Uma tragédia aérea registrada na manhã desta sexta-feira (3) chocou moradores de Campo Grande, em Mato Grosso do Sul. Um avião de pequeno porte caiu em uma área próxima ao Aeroporto Santa Maria, resultando na morte do piloto Henrique Martin e da pesquisadora alemã Lydia Möcklinghoff.
De acordo com as primeiras informações, a aeronave havia decolado com destino ao Pantanal sul-mato-grossense, mas, diante das condições climáticas adversas provocadas pela forte neblina que encobriu a capital nas primeiras horas do dia, o piloto teria tentado realizar um pouso alternativo em uma pista privada.

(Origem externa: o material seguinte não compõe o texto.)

#![allow(clippy::too_many_arguments, clippy::needless_range_loop, clippy::float_cmp)]

pub mod bih;
pub mod bih_build;
pub mod config;
pub mod factory;
pub mod manager;
pub mod map_tree;
pub mod model_cache;
pub mod model_instance;
pub mod tile_assembler;
pub mod world_model;

pub use bih::{Bih, BihNode};
pub use bih_build::{BihBuilder, BuildStats};
pub use config::VMapConfig;
pub use factory::VMapFactory;
pub use manager::{
    convert_position, DisableFlags, LiquidLevel, VMapLoadResult, VMapManager, VMapQuery, VMAP_INVALID_HEIGHT,
    VMAP_INVALID_HEIGHT_VALUE,
};
pub use map_tree::StaticMapTree;
pub use model_cache::ModelCache;
pub use model_instance::{AreaInfo, LocationInfo, ModelFlags, ModelInstance, ModelSpawn};
pub use tile_assembler::{RawGroup, RawModel, TileAssembler};
pub use world_model::{GroupModel, MeshTriangle, WmoLiquid, WorldModel};
// map_tree.rs - per-map BIH over model instances with tiled streaming
//
// The tree file holds the BIH over every spawn of the map; tile files list
// which spawns a tile needs and the tree slot each one occupies. Spawns
// shared by several tiles are reference counted per slot, models are
// reference counted per file name in the ModelCache.

use std::collections::HashMap;
use std::fs::File;
use std::io::{BufReader, Read};
use std::path::{Path, PathBuf};
use std::sync::{Arc, Weak};

use tracing::{debug, error};
use vmap_common::files::{read_chunk, read_u32, read_u8, VMAP_MAGIC};
use vmap_common::math::{vector_length, vector_ma, vector_scale, vector_subtract, Ray, Vec3};
use vmap_common::{VMapError, VMapResult};

use crate::bih::Bih;
use crate::model_cache::ModelCache;
use crate::model_instance::{AreaInfo, LocationInfo, ModelInstance, ModelSpawn};

// Shorter query segments count as "no distance".
const MIN_QUERY_DISTANCE: f32 = 1e-10;

/// `"{map:03}.vmtree"`
pub fn tree_file_name(map_id: u32) -> String {
    format!("{:03}.vmtree", map_id)
}

/// `"{map:03}_{y:02}_{x:02}.vmtile"`
pub fn tile_file_name(map_id: u32, tile_x: u32, tile_y: u32) -> String {
    format!("{:03}_{:02}_{:02}.vmtile", map_id, tile_y, tile_x)
}

pub fn pack_tile_id(tile_x: u32, tile_y: u32) -> u32 {
    (tile_x << 16) | tile_y
}

pub fn unpack_tile_id(id: u32) -> (u32, u32) {
    (id >> 16, id & 0xFFFF)
}

/// True if the tree file for `map_id` is readable and, for tiled maps,
/// the tile file for `(tile_x, tile_y)` is too.
pub fn can_load_map(base_path: &Path, map_id: u32, tile_x: u32, tile_y: u32) -> bool {
    let tiled = match read_tree_header(&base_path.join(tree_file_name(map_id))) {
        Ok(tiled) => tiled,
        Err(_) => return false,
    };
    if !tiled {
        return true;
    }
    File::open(base_path.join(tile_file_name(map_id, tile_x, tile_y)))
        .map_err(VMapError::from)
        .and_then(|mut f| read_chunk(&mut f, VMAP_MAGIC))
        .is_ok()
}
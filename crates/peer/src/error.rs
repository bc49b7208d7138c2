//! Fehler- und Ergebnis-Typen für Verbindungen und Peers.

use std::time::Duration;

use auth::AuthError;
use network_shared::{PayloadError, UnitKind};
use thiserror::Error;

use crate::subscription::StoreError;

/// Transport and protocol failures of a single connection.
#[derive(Debug, Error)]
pub enum ConnectionError {
    #[error("connection is not connected")]
    NotConnected,
    #[error("connection closed before a response arrived")]
    Closed,
    #[error("{packet} request timed out after {after:?}")]
    Timeout {
        packet: &'static str,
        after: Duration,
    },
    #[error("write failed: {0}")]
    Write(String),
    #[error("authentication failed: {0}")]
    Unauthenticated(String),
    #[error("remote error: {0}")]
    Remote(String),
    #[error("expected {expected}, got {got}")]
    UnexpectedResponse {
        expected: &'static str,
        got: &'static str,
    },
}

/// One subscriber that could not be notified during a publish.
#[derive(Debug, Clone, PartialEq, Eq)]
pub struct FanoutFailure {
    pub address: String,
    pub receiver: String,
    pub error: String,
}

fn summarize(failures: &[FanoutFailure]) -> String {
    failures
        .iter()
        .map(|f| format!("{}/{} ({})", f.address, f.receiver, f.error))
        .collect::<Vec<_>>()
        .join("; ")
}

#[derive(Debug, Error)]
pub enum PeerError {
    #[error("{kind} '{name}' not found")]
    UnitNotFound { kind: UnitKind, name: String },
    #[error("{kind} '{name}' is already registered")]
    DuplicateUnit { kind: UnitKind, name: String },
    #[error("unit name must not be empty")]
    EmptyUnitName,
    #[error("units can only be registered on the local peer")]
    RemoteMutation,
    #[error("operation is only available on the local peer")]
    AccessDenied,
    #[error("peer '{0}' not found")]
    PeerNotFound(String),
    #[error("permission denied")]
    PermissionDenied,
    #[error("invalid subscription: {0}")]
    InvalidSubscription(&'static str),
    #[error("{kind} '{name}' failed: {message}")]
    Unit {
        kind: UnitKind,
        name: String,
        message: String,
    },
    #[error(
        "publish of '{action}' failed for {} of {total} subscribers: {}",
        .failures.len(),
        summarize(.failures)
    )]
    PartialPublish {
        action: String,
        total: usize,
        failures: Vec<FanoutFailure>,
    },
    #[error("dial {address}: {reason}")]
    Dial { address: String, reason: String },
    #[error("local peer is shutting down")]
    LocalGone,
    #[error(transparent)]
    Connection(#[from] ConnectionError),
    #[error(transparent)]
    Store(#[from] StoreError),
    #[error(transparent)]
    Auth(#[from] AuthError),
    #[error(transparent)]
    Payload(#[from] PayloadError),
}

impl PeerError {
    pub(crate) fn unexpected(expected: &'static str, got: &network_shared::Packet) -> Self {
        PeerError::Connection(ConnectionError::UnexpectedResponse {
            expected,
            got: got.kind(),
        })
    }
}
//! Framing and envelope transport helpers.

pub mod codec;

pub use codec::{CodecError, DEFAULT_MAX_FRAME_SIZE, EnvelopeReader, EnvelopeWriter, envelope_pair};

O acidente aconteceu por volta das 6h30 e mobilizou equipes do Corpo de Bombeiros, que enfrentaram dificuldades para acessar a região da queda devido às condições da estrada de terra que leva ao local. Veículos de resgate chegaram a ficar atolados durante o deslocamento.
Testemunhas que trabalham em um hangar próximo relataram ter ouvido uma forte explosão momentos antes da confirmação do acidente. A aeronave caiu em uma área nas proximidades do condomínio Terras do Golfe, desencadeando uma grande operação de emergência.
As circunstâncias que levaram à queda ainda não foram esclarecidas. A investigação ficará a cargo do Centro de Investigação e Prevenção de Acidentes Aeronáuticos (Cenipa), responsável por apurar ocorrências aeronáuticas em todo o país.
O avião envolvido no acidente era um EMB-810D, modelo bimotor de pequeno porte utilizado em operações da aviação geral e táxi-aéreo. Conforme registros da Agência Nacional de Aviação Civil (Anac), a aeronave estava habilitada para transporte de passageiros e operava dentro da categoria prevista para esse tipo de atividade.
Em nota oficial, a empresa proprietária da aeronave lamentou profundamente a tragédia, prestou solidariedade às famílias das vítimas e informou que está colaborando integralmente com as autoridades responsáveis pela investigação.
A morte do piloto e da pesquisadora causou grande comoção e reacendeu o debate sobre os desafios enfrentados pela aviação em condições meteorológicas severas. Enquanto os trabalhos periciais avançam, familiares, amigos e colegas das vítimas aguardam respostas sobre as causas da tragédia.